LAY-OFF SIMPLIFICADO
Este mecanismo, inspirado no tradicional lay-off previsto no Código do Trabalho mas com regras mais simples, abrangeu cerca de 115 mil empresas, entre março e final de julho, blindando do despedimento mais de 1,3 milhões de trabalhadores. A medida terminou para a generalidade das empresas em julho, mas o Governo lançou um novo pacote de apoios que continuam a limitar os despedimentos, ajudando a explicar por que razão os despedimentos coletivos ainda não aumentaram exponencialmente e a subida da taxa de desemprego permanece contida.
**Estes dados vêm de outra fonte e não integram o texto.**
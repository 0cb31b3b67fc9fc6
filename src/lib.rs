//! Headless-browser scraping engine for LinkedIn job listings.
//!
//! The engine drives a Chrome instance through CDP and pushes every
//! extracted job record over an event channel; nothing is ever returned
//! from a run directly. Two extraction strategies cover the two site
//! layouts: the anonymous guest list with its infinite scroll, and the
//! authenticated layout (selected by configuring a `li_at` session cookie)
//! with offset pagination and richer card data.
//!
//! ```no_run
//! use linkedin_jobs_scraper::{
//!     BrowserConfig, Event, LinkedinScraper, Query, QueryOptions,
//! };
//!
//! # async fn example() -> anyhow::Result<()> {
//! let (scraper, mut events) = LinkedinScraper::new(BrowserConfig::from_env());
//!
//! let consumer = tokio::spawn(async move {
//!     while let Some(event) = events.recv().await {
//!         match event {
//!             Event::Data(job) => println!("{} @ {}", job.title, job.company),
//!             Event::End => break,
//!             _ => {}
//!         }
//!     }
//! });
//!
//! let query = Query::new("Software Engineer").with_options(QueryOptions {
//!     locations: Some(vec!["United States".into()]),
//!     limit: Some(10),
//!     ..Default::default()
//! });
//!
//! scraper.run(query, None).await?;
//! scraper.close().await;
//! consumer.await?;
//! # Ok(())
//! # }
//! ```

pub mod config;
pub mod error;
pub mod events;
pub mod filters;
pub mod interceptor;
pub mod query;
pub mod scraper;
pub mod search_url;
mod selectors;
pub mod session;
pub mod strategies;

pub use config::BrowserConfig;
pub use error::{Error, Result};
pub use events::{Event, EventBus, JobRecord, ScraperMetrics};
pub use filters::{
    BaseSalary, ExperienceLevel, Filters, Industry, JobType, OnSiteOrRemote, OneOrMany, Relevance,
    TimeRange,
};
pub use query::{Query, QueryOptions, ValidationError};
pub use scraper::LinkedinScraper;
pub use search_url::build_search_url;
RENDIMENTO SOCIAL DE INSERÇÃO
Muitos dos trabalhadores informais ou independentes, que se viram de súbito sem rendimentos e sem acesso a regimes de proteção social, foram encaminhados para o RSI. Entre março e setembro, os beneficiários aumentaram em mais de 11 mil. Desde 2016 que o universo de beneficiários de RSI não superava a fasquia dos 211 mil e o recurso a este apoio estava mesmo em queda desde 2018.